L’année dernière a vu une forte répression du mouvement étudiant, qui s’est profondément fragmenté depuis les manifestations de masse du début de l’année dernière. Le 10 novembre, les tribunaux ont jugé que les discours de trois militants lors d’un rassemblement du 10 août constituaient une tentative de renverser le système démocratique avec le roi à la tête de l’État, bien que les étudiants aient appelé à une réforme plutôt qu’à l’abolition de la monarchie.

Les mesures formelles de réforme de la constitution ont été rejetées au parlement l’année dernière. L’article 272 de la constitution de 2017, qui permet au Sénat de 250 membres nommés de voter avec la chambre basse de 500 membres élus par le peuple, est ainsi maintenu, garantissant presque que l’armée dominera la politique pour les années à venir.

La loi de lèse-majesté a été utilisée pour inculper plus de 150 militants à ce jour. Le gouvernement fait adopter un certain nombre de mesures visant à restreindre la liberté d’expression. Human Rights Watch a critiqué le gouvernement pour avoir poursuivi les dissidents, dispersé violemment des manifestations pacifiques et censuré les informations et les médias sociaux. Twitter a bloqué des comptes associés à l’armée, il y a rapports de militaires influençant les électeurs lors d’élections partielles, et le gouvernement a déposé un projet de loi devant le Parlement pour réglementer le fonctionnement des organisations non gouvernementales (ONG).

La Thaïlande se classe 137e sur 180 pays dans le classement Reporters sans frontières 2021 Index de la liberté de la presse, alors que le gouvernement a déposé un projet de loi devant le Parlement pour introduire une code de conduite des médias restreindre davantage les reportages en autorisant la suspension des licences des médias au motif d’atteinte à la « bonne moralité du public ».

Freedom House a classé la Thaïlande 30/100, classant le pays comme « non libre ». le Classement 2021 a donné à la Thaïlande 5/41 pour les droits politiques et 25/60 pour les libertés civiles.

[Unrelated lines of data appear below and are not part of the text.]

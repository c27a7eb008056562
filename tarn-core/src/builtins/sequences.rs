// tarn-core - Sequence built-in functions
// Copyright (c) 2025 Tom Waddington. MIT licensed.

//! Sequence operations: cons, concat, vec, first, rest, nth, count, empty?
//!
//! Quasiquote expansion depends on `cons`, `concat` and `vec` behaving as
//! the usual list builders.

use tarn_parser::{TarnVal, Vector};

use crate::context::CancelToken;
use crate::error::{Error, Result};

/// Sequence view of an argument; nil is the empty sequence.
fn seq_of(context: &'static str, val: &TarnVal) -> Result<Vector<TarnVal>> {
    match val {
        TarnVal::Nil => Ok(Vector::new()),
        TarnVal::List(items, _) | TarnVal::Vector(items, _) => Ok(items.clone()),
        other => Err(Error::type_error_in(context, "sequence", other.type_name())),
    }
}

/// (cons x seq) - List with x prepended to seq's elements
pub(crate) fn builtin_cons(args: &[TarnVal], _token: &CancelToken) -> Result<TarnVal> {
    if args.len() != 2 {
        return Err(Error::arity_named("cons", 2, args.len()));
    }
    let mut items = seq_of("cons", &args[1])?;
    items.push_front(args[0].clone());
    Ok(TarnVal::List(items, None))
}

/// (concat & seqs) - List of all elements of the argument sequences
pub(crate) fn builtin_concat(args: &[TarnVal], _token: &CancelToken) -> Result<TarnVal> {
    let mut items = Vector::new();
    for arg in args {
        items.append(seq_of("concat", arg)?);
    }
    Ok(TarnVal::List(items, None))
}

/// (vec seq) - Vector with seq's elements
pub(crate) fn builtin_vec(args: &[TarnVal], _token: &CancelToken) -> Result<TarnVal> {
    if args.len() != 1 {
        return Err(Error::arity_named("vec", 1, args.len()));
    }
    Ok(TarnVal::Vector(seq_of("vec", &args[0])?, None))
}

/// (first seq) - First element, or nil when empty or nil
pub(crate) fn builtin_first(args: &[TarnVal], _token: &CancelToken) -> Result<TarnVal> {
    if args.len() != 1 {
        return Err(Error::arity_named("first", 1, args.len()));
    }
    let items = seq_of("first", &args[0])?;
    Ok(items.front().cloned().unwrap_or(TarnVal::Nil))
}

/// (rest seq) - List of all elements but the first; () when empty or nil
pub(crate) fn builtin_rest(args: &[TarnVal], _token: &CancelToken) -> Result<TarnVal> {
    if args.len() != 1 {
        return Err(Error::arity_named("rest", 1, args.len()));
    }
    let mut items = seq_of("rest", &args[0])?;
    if !items.is_empty() {
        items.pop_front();
    }
    Ok(TarnVal::List(items, None))
}

/// (nth seq i) - Element at index i; out of range is an error
pub(crate) fn builtin_nth(args: &[TarnVal], _token: &CancelToken) -> Result<TarnVal> {
    if args.len() != 2 {
        return Err(Error::arity_named("nth", 2, args.len()));
    }
    let items = seq_of("nth", &args[0])?;
    let index = match &args[1] {
        TarnVal::Int(n) => *n,
        other => return Err(Error::type_error_in("nth", "int", other.type_name())),
    };
    if index < 0 || index as usize >= items.len() {
        return Err(Error::eval(format!(
            "nth: index {} out of range for sequence of length {}",
            index,
            items.len()
        )));
    }
    Ok(items[index as usize].clone())
}

/// (count x) - Number of elements; nil counts 0, strings count characters
pub(crate) fn builtin_count(args: &[TarnVal], _token: &CancelToken) -> Result<TarnVal> {
    if args.len() != 1 {
        return Err(Error::arity_named("count", 1, args.len()));
    }
    let count = match &args[0] {
        TarnVal::Nil => 0,
        TarnVal::List(items, _) | TarnVal::Vector(items, _) => items.len(),
        TarnVal::Map(map, _) => map.len(),
        TarnVal::Set(items, _) => items.len(),
        TarnVal::Str(s) => s.chars().count(),
        other => return Err(Error::type_error_in("count", "collection", other.type_name())),
    };
    Ok(TarnVal::Int(count as i64))
}

/// (empty? x) - True when x has no elements; nil is empty
pub(crate) fn builtin_empty_p(args: &[TarnVal], _token: &CancelToken) -> Result<TarnVal> {
    if args.len() != 1 {
        return Err(Error::arity_named("empty?", 1, args.len()));
    }
    let empty = match &args[0] {
        TarnVal::Nil => true,
        TarnVal::List(items, _) | TarnVal::Vector(items, _) => items.is_empty(),
        TarnVal::Map(map, _) => map.is_empty(),
        TarnVal::Set(items, _) => items.is_empty(),
        TarnVal::Str(s) => s.is_empty(),
        other => {
            return Err(Error::type_error_in("empty?", "collection", other.type_name()));
        }
    };
    Ok(TarnVal::Bool(empty))
}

Peut-être que la meilleure façon de résumer la vision du droit de l’élite au pouvoir est de citation de l’ancien vice-ministre Thammanat Prompao, un trafiquant de drogue condamné avec de faux diplômes, qui a récemment déclaré que les députés devraient être limités aux personnes ayant de bons antécédents familiaux et des noms de famille reconnaissables.

La Thaïlande a de nombreux défis à relever en 2022. Le pays est toujours soumis à de lourdes restrictions, avec des couvre-feux non officiels dans certaines régions. Il existe encore une grande incertitude sur l’étendue de la variante Omicron. L’augmentation des entrées illégales en provenance du Myanmar déchiré par les conflits pourrait être un autre défi. Le pays est en récession, avec un chômage et une inflation croissants montrant des signes de perte de contrôle. La bureaucratie s’est avérée trop rigide et procédurale. Une réforme institutionnelle est nécessaire pour relancer la Thaïlande.

Murray Hunter est un collaborateur fréquent d’Asia Sentinel. Son blog peut être trouvé ici.

Cet article fait partie des histoires que nous choisissons de diffuser largement. Si vous souhaitez profiter pleinement de l’expérience Asia Sentinel et accéder à un contenu plus exclusif, veuillez vous inscrire.